I’m not impressed. And I’m not amused.
I read this comic right before seeing this article. It seemed fitting.
http://www.smbc-comics.com/index.php?db=comics&id=2627&utm_source=feedburner&utm_medium=feed&utm_campaign=Feed%3A+smbc-comics%2FPvLb+%28Saturday+Morning+Breakfast+Cereal+%28updated+daily%29%29
LOL That’s about right!
Oddly enough, the “red wolf” was originally called the Black Wolf, “Canis niger”. Some “subspecies” were known for having numerous black or very dark individuals. I wonder if those animals, too, were ever preserved and/or included in any DNA studies? There is a photo of a black-phase “Red Wolf” in Maxwell Riddle’s book “The Wild Dogs in Life and Legend”. It’s been determined that black wolves in North America are the result of long-ago crosses with domestic dogs. I’m going to presume that the same is true for the “black-phase Red Wolf”, but I have not seen any studies confirming it, and indeed, many people are unaware that the black-phase animals even existed.
I debunked this in an earlier post:
https://retrieverman.wordpress.com/2012/05/01/the-dubious-red-wolf/
The black coloration comes from breeding with dogs. Dogs and wolves much more readily interbreed than wolves and coyotes and coyotes and dogs. Black coyotes are quite rare by comparison, and their black color comes from dogs, too.
The modern “red wolf” is almost entirely coyote in its genetic make-up, and it readily breeds with other coyotes.
I think the black color is the big smoking gun that the coyote-derived red wolves are not the same thing as the original wolves in the region.
Bartram is the one who coined Canis niger.
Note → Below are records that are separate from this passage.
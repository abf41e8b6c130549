use std::env;

use camino::Utf8PathBuf;

#[cfg(unix)]
use dirs::runtime_dir;
#[cfg(unix)]
use libc::geteuid;

use crate::logging::LogFormat;
use crate::socket::SocketEndpoint;

/// Directory name created beneath the platform runtime directory.
pub const RUNTIME_NAMESPACE: &str = "tether";

/// File name of the daemon socket inside the runtime directory.
pub const SOCKET_FILE_NAME: &str = "tetherd.sock";

/// File name of the daemon lock record inside the runtime directory.
pub const LOCK_FILE_NAME: &str = "tetherd.lock";

/// Default TCP port used when Unix domain sockets are not available.
pub const DEFAULT_TCP_PORT: u16 = 9780;

/// Default log filter expression used by the binaries.
pub const DEFAULT_LOG_FILTER: &str = "info";

/// How long a liveness probe waits for the daemon's handshake reply.
pub const DEFAULT_HEALTH_CHECK_TIMEOUT_MS: u64 = 2_000;

/// Upper bound on the graceful drain before in-flight requests are dropped.
pub const DEFAULT_SHUTDOWN_MAX_WAIT_MS: u64 = 30_000;

/// Poll interval while draining.
pub const DEFAULT_SHUTDOWN_CHECK_INTERVAL_MS: u64 = 100;

/// Floor applied to the drain poll interval.
pub const MIN_SHUTDOWN_CHECK_INTERVAL_MS: u64 = 10;

/// Period of the supervised timeout check.
pub const DEFAULT_TIMEOUT_CHECK_INTERVAL_MS: u64 = 30_000;

/// Failures in a row that open the circuit.
pub const DEFAULT_MAX_CONSECUTIVE_ERRORS: u32 = 5;

/// Time an open circuit waits before allowing a trial call.
pub const DEFAULT_CIRCUIT_COOLDOWN_MS: u64 = 60_000;

/// Period between client heartbeats.
pub const DEFAULT_HEARTBEAT_INTERVAL_MS: u64 = 30_000;

/// Oldest client release the daemon admits.
pub const DEFAULT_MIN_CLIENT_VERSION: &str = "0.1.0";

/// Default log filter expression used by the binaries.
#[must_use]
pub fn default_log_filter() -> &'static str {
    DEFAULT_LOG_FILTER
}

/// Owned log filter value used where allocation is required (e.g. serde).
#[must_use]
pub fn default_log_filter_string() -> String {
    DEFAULT_LOG_FILTER.to_owned()
}

/// Default logging format for the binaries.
#[must_use]
pub fn default_log_format() -> LogFormat {
    LogFormat::Json
}

/// Owned minimum client version.
#[must_use]
pub fn default_min_client_version() -> String {
    DEFAULT_MIN_CLIENT_VERSION.to_owned()
}

/// Computes the default socket endpoint for the daemon.
#[must_use]
pub fn default_socket_endpoint() -> SocketEndpoint {
    default_socket_endpoint_inner()
}

#[cfg(unix)]
fn default_socket_endpoint_inner() -> SocketEndpoint {
    SocketEndpoint::unix(default_runtime_directory().join(SOCKET_FILE_NAME))
}

#[cfg(not(unix))]
fn default_socket_endpoint_inner() -> SocketEndpoint {
    SocketEndpoint::tcp("127.0.0.1", DEFAULT_TCP_PORT)
}

/// Runtime directory used when the socket path does not imply one.
///
/// Prefers `$XDG_RUNTIME_DIR/tether`; otherwise falls back to a per-user
/// directory beneath the system temporary directory.
#[must_use]
pub fn default_runtime_directory() -> Utf8PathBuf {
    let (mut base, apply_namespace) = match runtime_base_directory() {
        Some(dir) => (dir, false),
        None => (fallback_base_directory(), true),
    };
    base.push(RUNTIME_NAMESPACE);
    if apply_namespace && let Some(namespace) = user_namespace() {
        base.push(namespace);
    }
    base
}

#[cfg(unix)]
fn runtime_base_directory() -> Option<Utf8PathBuf> {
    runtime_dir().and_then(|path| Utf8PathBuf::from_path_buf(path).ok())
}

#[cfg(not(unix))]
fn runtime_base_directory() -> Option<Utf8PathBuf> {
    None
}

fn fallback_base_directory() -> Utf8PathBuf {
    Utf8PathBuf::from_path_buf(env::temp_dir()).unwrap_or_else(|_| Utf8PathBuf::from("/tmp"))
}

#[cfg(unix)]
fn user_namespace() -> Option<String> {
    // SAFETY: `geteuid` has no preconditions and cannot fail.
    let uid = unsafe { geteuid() };
    Some(format!("uid-{uid}"))
}

#[cfg(not(unix))]
fn user_namespace() -> Option<String> {
    None
}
Audubon and Bachman are the first to talk about red phase wolves in Texas, but they were very clear that it was just a color phase, not a distinct species at all.
I agree, the “red wolves” of today are not the same animal; they are more coyote than anything else. I just wonder if the black coloration of the earlier animals was also a result of interbreeding with dogs, or a naturally-occurring color mutation within that subspecies. The darker coloration would have been excellent camouflage in the Southern swamps.
I should have read the post at your link before I replied. Your reasoning makes perfect sense. But melanistic mutations do occasionally occur naturally, within wild populations (leopards come to mind). I guess we’ll never know for sure, since Canis lupus niger is apparently extinct as of several decades ago.
Yeah they certainly do, but it’s been revealed that the black coloration in wolves today comes from dogs.
Furthering that case, Bartram saw wolves with white spots on the chest and mentions those that were black and white, also indicative of dog ancestry.
The black color may not have been camouflage. The gene that causes melanism is also related to immune response. Perhaps the southern swamps were so full of bacteria and other pathogens that there was a strong selection pressure for the immune gene, which just so happens to be the one that causes melanism.